**Activity**
Could you transcribe every record below exactly as it stands?

Dataset entries:

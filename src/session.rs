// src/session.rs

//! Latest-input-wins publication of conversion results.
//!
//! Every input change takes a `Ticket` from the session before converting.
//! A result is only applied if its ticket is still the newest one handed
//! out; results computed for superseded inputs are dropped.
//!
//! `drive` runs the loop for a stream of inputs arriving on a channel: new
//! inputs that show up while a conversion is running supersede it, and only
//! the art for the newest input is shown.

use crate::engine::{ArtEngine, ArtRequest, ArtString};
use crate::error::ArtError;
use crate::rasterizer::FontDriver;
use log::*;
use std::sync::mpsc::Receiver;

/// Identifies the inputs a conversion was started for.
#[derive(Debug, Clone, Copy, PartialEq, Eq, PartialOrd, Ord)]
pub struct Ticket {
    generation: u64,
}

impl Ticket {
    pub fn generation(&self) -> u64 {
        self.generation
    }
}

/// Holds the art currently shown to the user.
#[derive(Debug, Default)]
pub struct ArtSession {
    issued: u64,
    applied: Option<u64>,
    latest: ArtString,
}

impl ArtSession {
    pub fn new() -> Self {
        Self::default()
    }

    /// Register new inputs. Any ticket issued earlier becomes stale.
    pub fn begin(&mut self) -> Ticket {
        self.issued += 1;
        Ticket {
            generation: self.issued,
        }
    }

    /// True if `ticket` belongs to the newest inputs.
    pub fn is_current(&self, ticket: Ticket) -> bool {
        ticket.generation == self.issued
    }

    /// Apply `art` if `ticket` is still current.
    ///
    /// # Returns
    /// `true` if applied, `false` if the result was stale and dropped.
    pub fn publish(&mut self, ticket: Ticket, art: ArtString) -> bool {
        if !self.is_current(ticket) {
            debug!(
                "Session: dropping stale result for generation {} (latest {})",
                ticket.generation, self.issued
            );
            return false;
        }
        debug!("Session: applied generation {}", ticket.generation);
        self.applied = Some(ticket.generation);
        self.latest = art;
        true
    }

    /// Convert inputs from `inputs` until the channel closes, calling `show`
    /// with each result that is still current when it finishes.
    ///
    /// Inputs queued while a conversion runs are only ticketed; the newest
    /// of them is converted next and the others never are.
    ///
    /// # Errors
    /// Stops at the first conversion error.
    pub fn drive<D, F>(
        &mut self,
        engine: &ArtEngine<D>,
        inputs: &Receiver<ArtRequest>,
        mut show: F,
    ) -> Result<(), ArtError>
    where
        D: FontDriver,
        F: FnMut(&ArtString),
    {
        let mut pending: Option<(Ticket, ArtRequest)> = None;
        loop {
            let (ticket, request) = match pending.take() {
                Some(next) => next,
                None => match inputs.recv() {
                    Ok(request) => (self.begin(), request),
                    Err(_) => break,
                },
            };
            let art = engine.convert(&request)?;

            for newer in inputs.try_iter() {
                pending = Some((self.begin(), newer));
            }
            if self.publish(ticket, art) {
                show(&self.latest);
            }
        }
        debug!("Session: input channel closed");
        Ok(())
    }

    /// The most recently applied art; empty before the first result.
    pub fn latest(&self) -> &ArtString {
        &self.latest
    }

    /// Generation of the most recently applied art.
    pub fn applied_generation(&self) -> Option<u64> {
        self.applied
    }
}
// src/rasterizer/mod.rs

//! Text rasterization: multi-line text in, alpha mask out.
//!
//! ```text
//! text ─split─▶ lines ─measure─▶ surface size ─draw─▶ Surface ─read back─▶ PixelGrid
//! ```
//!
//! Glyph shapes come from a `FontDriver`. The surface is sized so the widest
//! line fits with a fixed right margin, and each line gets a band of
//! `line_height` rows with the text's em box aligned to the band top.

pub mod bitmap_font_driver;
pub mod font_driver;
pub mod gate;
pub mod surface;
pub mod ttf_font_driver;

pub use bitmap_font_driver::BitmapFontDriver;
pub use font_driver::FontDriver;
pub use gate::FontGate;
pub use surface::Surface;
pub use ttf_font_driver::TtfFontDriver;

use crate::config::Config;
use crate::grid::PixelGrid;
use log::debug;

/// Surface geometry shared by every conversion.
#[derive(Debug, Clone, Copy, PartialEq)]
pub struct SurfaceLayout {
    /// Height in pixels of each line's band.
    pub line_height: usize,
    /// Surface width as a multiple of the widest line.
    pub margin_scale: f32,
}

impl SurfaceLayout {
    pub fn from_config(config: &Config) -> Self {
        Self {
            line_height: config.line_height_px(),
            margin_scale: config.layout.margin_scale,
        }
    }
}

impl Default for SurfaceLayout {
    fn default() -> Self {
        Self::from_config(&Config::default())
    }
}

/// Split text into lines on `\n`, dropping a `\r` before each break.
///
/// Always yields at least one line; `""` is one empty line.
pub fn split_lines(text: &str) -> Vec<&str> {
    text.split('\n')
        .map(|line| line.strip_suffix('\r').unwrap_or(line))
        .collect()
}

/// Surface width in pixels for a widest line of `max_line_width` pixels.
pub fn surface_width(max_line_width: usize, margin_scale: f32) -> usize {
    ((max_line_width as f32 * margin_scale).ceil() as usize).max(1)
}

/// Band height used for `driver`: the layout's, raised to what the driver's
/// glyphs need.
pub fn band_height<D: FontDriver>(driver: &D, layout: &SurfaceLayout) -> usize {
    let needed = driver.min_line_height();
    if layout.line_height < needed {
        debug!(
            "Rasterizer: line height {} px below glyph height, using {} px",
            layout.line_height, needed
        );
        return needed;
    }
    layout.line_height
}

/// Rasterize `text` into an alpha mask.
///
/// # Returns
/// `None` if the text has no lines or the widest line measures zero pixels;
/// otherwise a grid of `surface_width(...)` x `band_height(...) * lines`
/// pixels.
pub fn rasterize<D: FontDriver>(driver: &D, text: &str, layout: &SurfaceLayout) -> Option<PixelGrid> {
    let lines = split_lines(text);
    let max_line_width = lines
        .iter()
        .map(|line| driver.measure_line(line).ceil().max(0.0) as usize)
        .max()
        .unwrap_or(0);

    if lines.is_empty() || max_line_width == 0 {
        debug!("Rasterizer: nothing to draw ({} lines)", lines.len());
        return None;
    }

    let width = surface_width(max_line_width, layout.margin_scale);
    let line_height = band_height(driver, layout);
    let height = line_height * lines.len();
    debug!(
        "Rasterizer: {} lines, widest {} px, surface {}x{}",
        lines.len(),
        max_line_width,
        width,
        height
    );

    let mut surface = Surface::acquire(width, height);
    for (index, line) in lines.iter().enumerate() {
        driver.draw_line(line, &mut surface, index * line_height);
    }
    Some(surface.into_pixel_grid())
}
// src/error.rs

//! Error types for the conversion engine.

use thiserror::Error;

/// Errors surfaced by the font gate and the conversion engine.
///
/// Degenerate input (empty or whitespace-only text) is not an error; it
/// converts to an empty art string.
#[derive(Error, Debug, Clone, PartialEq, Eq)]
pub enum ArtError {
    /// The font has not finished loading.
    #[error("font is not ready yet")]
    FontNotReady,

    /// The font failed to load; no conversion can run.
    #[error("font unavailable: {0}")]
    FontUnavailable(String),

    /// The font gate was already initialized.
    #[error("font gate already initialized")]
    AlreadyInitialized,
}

**Solution**
filename src/session.rs
// src/session.rs

//! Latest-input-wins publication of conversion results.
//!
//! Every input change takes a `Ticket` from the session before converting.
//! A result is only applied if its ticket is still the newest one handed
//! out; results computed for superseded inputs are dropped.
//!
//! `drive` runs the loop for a stream of inputs arriving on a channel: new
//! inputs that show up while a conversion is running supersede it, and only
//! the art for the newest input is shown.

use crate::engine::{ArtEngine, ArtRequest, ArtString};
use crate::error::ArtError;
use crate::rasterizer::FontDriver;
use log::*;
use std::sync::mpsc::Receiver;

/// Identifies the inputs a conversion was started for.
#[derive(Debug, Clone, Copy, PartialEq, Eq, PartialOrd, Ord)]
pub struct Ticket {
    generation: u64,
}

impl Ticket {
    pub fn generation(&self) -> u64 {
        self.generation
    }
}

/// Holds the art currently shown to the user.
#[derive(Debug, Default)]
pub struct ArtSession {
    issued: u64,
    applied: Option<u64>,
    latest: ArtString,
}

impl ArtSession {
    pub fn new() -> Self {
        Self::default()
    }

    /// Register new inputs. Any ticket issued earlier becomes stale.
    pub fn begin(&mut self) -> Ticket {
        self.issued += 1;
        Ticket {
            generation: self.issued,
        }
    }

    /// True if `ticket` belongs to the newest inputs.
    pub fn is_current(&self, ticket: Ticket) -> bool {
        ticket.generation == self.issued
    }

    /// Apply `art` if `ticket` is still current.
    ///
    /// # Returns
    /// `true` if applied, `false` if the result was stale and dropped.
    pub fn publish(&mut self, ticket: Ticket, art: ArtString) -> bool {
        if !self.is_current(ticket) {
            debug!(
                "Session: dropping stale result for generation {} (latest {})",
                ticket.generation, self.issued
            );
            return false;
        }
        debug!("Session: applied generation {}", ticket.generation);
        self.applied = Some(ticket.generation);
        self.latest = art;
        true
    }

    /// Convert inputs from `inputs` until the channel closes, calling `show`
    /// with each result that is still current when it finishes.
    ///
    /// Inputs queued while a conversion runs are only ticketed; the newest
    /// of them is converted next and the others never are.
    ///
    /// # Errors
    /// Stops at the first conversion error.
    pub fn drive<D, F>(
        &mut self,
        engine: &ArtEngine<D>,
        inputs: &Receiver<ArtRequest>,
        mut show: F,
    ) -> Result<(), ArtError>
    where
        D: FontDriver,
        F: FnMut(&ArtString),
    {
        let mut pending: Option<(Ticket, ArtRequest)> = None;
        loop {
            let (ticket, request) = match pending.take() {
                Some(next) => next,
                None => match inputs.recv() {
                    Ok(request) => (self.begin(), request),
                    Err(_) => break,
                },
            };
            let art = engine.convert(&request)?;

            for newer in inputs.try_iter() {
                pending = Some((self.begin(), newer));
            }
            if self.publish(ticket, art) {
                show(&self.latest);
            }
        }
        debug!("Session: input channel closed");
        Ok(())
    }

    /// The most recently applied art; empty before the first result.
    pub fn latest(&self) -> &ArtString {
        &self.latest
    }

    /// Generation of the most recently applied art.
    pub fn applied_generation(&self) -> Option<u64> {
        self.applied
    }
}
// src/rasterizer/mod.rs

//! Text rasterization: multi-line text in, alpha mask out.
//!
//! ```text
//! text ─split─▶ lines ─measure─▶ surface size ─draw─▶ Surface ─read back─▶ PixelGrid
//! ```
//!
//! Glyph shapes come from a `FontDriver`. The surface is sized so the widest
//! line fits with a fixed right margin, and each line gets a band of
//! `line_height` rows with the text's em box aligned to the band top.

pub mod bitmap_font_driver;
pub mod font_driver;
pub mod gate;
pub mod surface;
pub mod ttf_font_driver;

pub use bitmap_font_driver::BitmapFontDriver;
pub use font_driver::FontDriver;
pub use gate::FontGate;
pub use surface::Surface;
pub use ttf_font_driver::TtfFontDriver;

use crate::config::Config;
use crate::grid::PixelGrid;
use log::debug;

/// Surface geometry shared by every conversion.
#[derive(Debug, Clone, Copy, PartialEq)]
pub struct SurfaceLayout {
    /// Height in pixels of each line's band.
    pub line_height: usize,
    /// Surface width as a multiple of the widest line.
    pub margin_scale: f32,
}

impl SurfaceLayout {
    pub fn from_config(config: &Config) -> Self {
        Self {
            line_height: config.line_height_px(),
            margin_scale: config.layout.margin_scale,
        }
    }
}

impl Default for SurfaceLayout {
    fn default() -> Self {
        Self::from_config(&Config::default())
    }
}

/// Split text into lines on `\n`, dropping a `\r` before each break.
///
/// Always yields at least one line; `""` is one empty line.
pub fn split_lines(text: &str) -> Vec<&str> {
    text.split('\n')
        .map(|line| line.strip_suffix('\r').unwrap_or(line))
        .collect()
}

/// Surface width in pixels for a widest line of `max_line_width` pixels.
pub fn surface_width(max_line_width: usize, margin_scale: f32) -> usize {
    ((max_line_width as f32 * margin_scale).ceil() as usize).max(1)
}

/// Band height used for `driver`: the layout's, raised to what the driver's
/// glyphs need.
pub fn band_height<D: FontDriver>(driver: &D, layout: &SurfaceLayout) -> usize {
    let needed = driver.min_line_height();
    if layout.line_height < needed {
        debug!(
            "Rasterizer: line height {} px below glyph height, using {} px",
            layout.line_height, needed
        );
        return needed;
    }
    layout.line_height
}

/// Rasterize `text` into an alpha mask.
///
/// # Returns
/// `None` if the text has no lines or the widest line measures zero pixels;
/// otherwise a grid of `surface_width(...)` x `band_height(...) * lines`
/// pixels.
pub fn rasterize<D: FontDriver>(driver: &D, text: &str, layout: &SurfaceLayout) -> Option<PixelGrid> {
    let lines = split_lines(text);
    let max_line_width = lines
        .iter()
        .map(|line| driver.measure_line(line).ceil().max(0.0) as usize)
        .max()
        .unwrap_or(0);

    if lines.is_empty() || max_line_width == 0 {
        debug!("Rasterizer: nothing to draw ({} lines)", lines.len());
        return None;
    }

    let width = surface_width(max_line_width, layout.margin_scale);
    let line_height = band_height(driver, layout);
    let height = line_height * lines.len();
    debug!(
        "Rasterizer: {} lines, widest {} px, surface {}x{}",
        lines.len(),
        max_line_width,
        width,
        height
    );

    let mut surface = Surface::acquire(width, height);
    for (index, line) in lines.iter().enumerate() {
        driver.draw_line(line, &mut surface, index * line_height);
    }
    Some(surface.into_pixel_grid())
}
// src/error.rs

//! Error types for the conversion engine.

use thiserror::Error;

/// Errors surfaced by the font gate and the conversion engine.
///
/// Degenerate input (empty or whitespace-only text) is not an error; it
/// converts to an empty art string.
#[derive(Error, Debug, Clone, PartialEq, Eq)]
pub enum ArtError {
    /// The font has not finished loading.
    #[error("font is not ready yet")]
    FontNotReady,

    /// The font failed to load; no conversion can run.
    #[error("font unavailable: {0}")]
    FontUnavailable(String),

    /// The font gate was already initialized.
    #[error("font gate already initialized")]
    AlreadyInitialized,
}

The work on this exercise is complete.